Industrial businesses have long faced challenges measuring progress in the field or on their job sites. For example, while farmers can track how many seeds they’ve planted, and what inputs they’ve applied, understanding the health and variability of crops across their 100-acre fields can be challenging. Similarly, for construction workers and project managers, understanding the progress, safety, and quality of more substantial commercial projects with hundreds of workers can be taxing. According to a 2016 report by McKinsey, agriculture and construction remain the least digitized of all industries.
These issues have now been compounded by shelter-at-home directives, as teams and contractors face reduced access to physical job sites. And despite the gradual lifting of these restrictions, companies and personnel still face risks and are devising new sets of best practices that prioritize worker health and safety amidst the ongoing pandemic.
Drones As Part of the ‘New Normal’
In construction, drone data is shaping how global and national teams run remote operations. Quality assurance workers, cost assessors, and owners/engineers are “visiting” and analyzing job sites virtually from the safety of their homes, ensuring that sites are restricted to only workers whose presence is absolutely essential. Since most workers can’t enter job sites, we’ve seen drones dispatched and flown curbside from their vehicles – likely contributing to the 56% rise in construction drone takeoffs DroneDeploy has seen over the past few weeks.

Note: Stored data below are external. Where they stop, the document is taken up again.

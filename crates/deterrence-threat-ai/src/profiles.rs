//! Archetype-specific behavioral profiles.
//!
//! Consolidates per-archetype parameters for the threat FSM.

use deterrence_core::enums::ThreatArchetype;

/// Behavioral profile for a threat archetype.
pub struct ThreatBehaviorProfile {
    /// Cruise speed (m/s).
    pub cruise_speed: f64,
    /// Cruise altitude (m).
    pub cruise_altitude: f64,
    /// Radar cross section (m²).
    pub rcs: f64,
    /// Range at which threat transitions to terminal phase (m).
    pub terminal_range: f64,
    /// Speed multiplier during terminal phase.
    pub terminal_speed_factor: f64,
    /// Range at which sea-skimmers begin pop-up (m), None for non-sea-skimmers.
    pub popup_range: Option<f64>,
    /// Pop-up altitude (m).
    pub popup_altitude: f64,
    /// Whether this archetype can perform evasive maneuvers when engaged.
    pub can_evade: bool,
    /// Whether terminal phase includes a dive (e.g., ballistic).
    pub terminal_dive: bool,
}

/// Get the behavioral profile for a given archetype.
pub fn get_profile(archetype: ThreatArchetype) -> ThreatBehaviorProfile {
    use deterrence_core::constants::*;

    match archetype {
        ThreatArchetype::SeaSkimmerMk1 => ThreatBehaviorProfile {
            cruise_speed: SEA_SKIMMER_SPEED,
            cruise_altitude: SEA_SKIMMER_ALTITUDE,
            rcs: SEA_SKIMMER_RCS,
            terminal_range: THREAT_TERMINAL_RANGE,
            terminal_speed_factor: THREAT_TERMINAL_SPEED_FACTOR,
            popup_range: Some(THREAT_POPUP_RANGE),
            popup_altitude: THREAT_POPUP_ALTITUDE,
            can_evade: false,
            terminal_dive: false,
        },
        ThreatArchetype::SeaSkimmerMk2 => ThreatBehaviorProfile {
            cruise_speed: SEA_SKIMMER_SPEED * 1.1,
            cruise_altitude: SEA_SKIMMER_ALTITUDE * 0.8,
            rcs: SEA_SKIMMER_RCS * 0.7,
            terminal_range: THREAT_TERMINAL_RANGE,
            terminal_speed_factor: THREAT_TERMINAL_SPEED_FACTOR,
            popup_range: Some(THREAT_POPUP_RANGE),
            popup_altitude: THREAT_POPUP_ALTITUDE,
            can_evade: true,
            terminal_dive: false,
        },
        ThreatArchetype::SupersonicCruiser => ThreatBehaviorProfile {
            cruise_speed: SUPERSONIC_CRUISER_SPEED,
            cruise_altitude: 5000.0,
            rcs: SUPERSONIC_CRUISER_RCS,
            terminal_range: THREAT_TERMINAL_RANGE,
            terminal_speed_factor: THREAT_TERMINAL_SPEED_FACTOR,
            popup_range: None,
            popup_altitude: 0.0,
            can_evade: false,
            terminal_dive: false,
        },
        ThreatArchetype::SubsonicDrone => ThreatBehaviorProfile {
            cruise_speed: 100.0,
            cruise_altitude: 3000.0,
            rcs: 0.5,
            terminal_range: 0.0, // no terminal phase, stays cruise until impact
            terminal_speed_factor: 1.0,
            popup_range: None,
            popup_altitude: 0.0,
            can_evade: false,
            terminal_dive: false,
        },
        ThreatArchetype::TacticalBallistic => ThreatBehaviorProfile {
            cruise_speed: 1500.0,
            cruise_altitude: 30_000.0,
            rcs: 1.0,
            terminal_range: THREAT_TERMINAL_RANGE,
            terminal_speed_factor: 1.5,
            popup_range: None,
            popup_altitude: 0.0,
            can_evade: false,
            terminal_dive: true,
        },
    }
}
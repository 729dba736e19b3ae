//! Fire control system — creates engagements, manages veto clock, launches interceptors.

use std::collections::HashMap;

use hecs::World;
use rand_chacha::ChaCha8Rng;

use deterrence_core::components::*;
use deterrence_core::constants::*;
use deterrence_core::enums::*;
use deterrence_core::events::AudioEvent;
use deterrence_core::types::{Position, Velocity};

use crate::engagement::{Engagement, ScoreState};

/// Run the fire control system for one tick.
#[allow(clippy::too_many_arguments)]
pub fn run(
    world: &mut World,
    engagements: &mut HashMap<u32, Engagement>,
    next_engagement_id: &mut u32,
    next_track_number: &mut u32,
    rng: &mut ChaCha8Rng,
    audio_events: &mut Vec<AudioEvent>,
    score: &mut ScoreState,
    doctrine: DoctrineMode,
    current_tick: u64,
) {
    // Step 1: Mark threat entities as engaged/not-engaged
    update_threat_engagement_status(world, engagements);

    // Step 2: Remove completed/aborted engagements older than BDA_DELAY
    cleanup_completed_engagements(engagements, current_tick);

    // Step 3: Create new engagements for eligible hostile tracks
    if doctrine != DoctrineMode::Manual {
        create_new_engagements(
            world,
            engagements,
            next_engagement_id,
            doctrine,
            current_tick,
        );
    }

    // Step 4: Advance engagement state machines
    let eng_ids: Vec<u32> = engagements.keys().copied().collect();
    for eng_id in eng_ids {
        advance_engagement(
            world,
            engagements,
            eng_id,
            next_track_number,
            rng,
            audio_events,
            score,
            current_tick,
        );
    }
}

In agriculture, drones are enabling agricultural consultants to make contactless recommendations to their customers. Instead of walking the fields and meeting together, agronomists and seed representatives can fly drones, live-stream the data, and create and mark up maps where any variability exists – collaborating across the internet instead of in the field.
Drone usage has also become especially pertinent for the utility industry to “keep the lights on” while people shelter-in-place. It’s critical to keep up with power line inspections, particularly as we approach the fall and fire seasons; however, shelter-in-place has made it more difficult for inspectors to travel to necessary locations. Drone data ensures the sustainability and reliability of power lines and grids without the need for various workers in the field.
Aside from industrial adoption, the timeline for consumer applications of drones has also been accelerating. For commercial purposes, burgeoning services such as drone deliveries have experienced a resurgence in interest as companies scramble to offer essential goods.
Leading drone delivery companies are now tasked with rapidly mapping large areas of the U.S. with drones to provide the high-resolution topographic data they need to make accurate deliveries. We’ve also seen partnerships established before the pandemic, such as the one between CVS and UPS for drone delivery of medications to elderly populations in November 2019, expanding their scopes of service, indicating that drone delivery is here to stay.
Despite the pandemic hamstringing numerous industries, drone adoption continues to rise under these challenging circumstances. We expect to see these examples of adoption as the “new normal,” given the significant worker safety and efficiency benefits they provide. We’re seeing roles like line-man, project manager, and agronomist adopt the dual job title of “Drone Operator,” as technical drone skills help enhance their efficiency, collaboration, and safety on the job sites.
The future of drone automation doesn’t imply widespread privacy infringement, but rather, improved remote collaboration across the industries that need it most.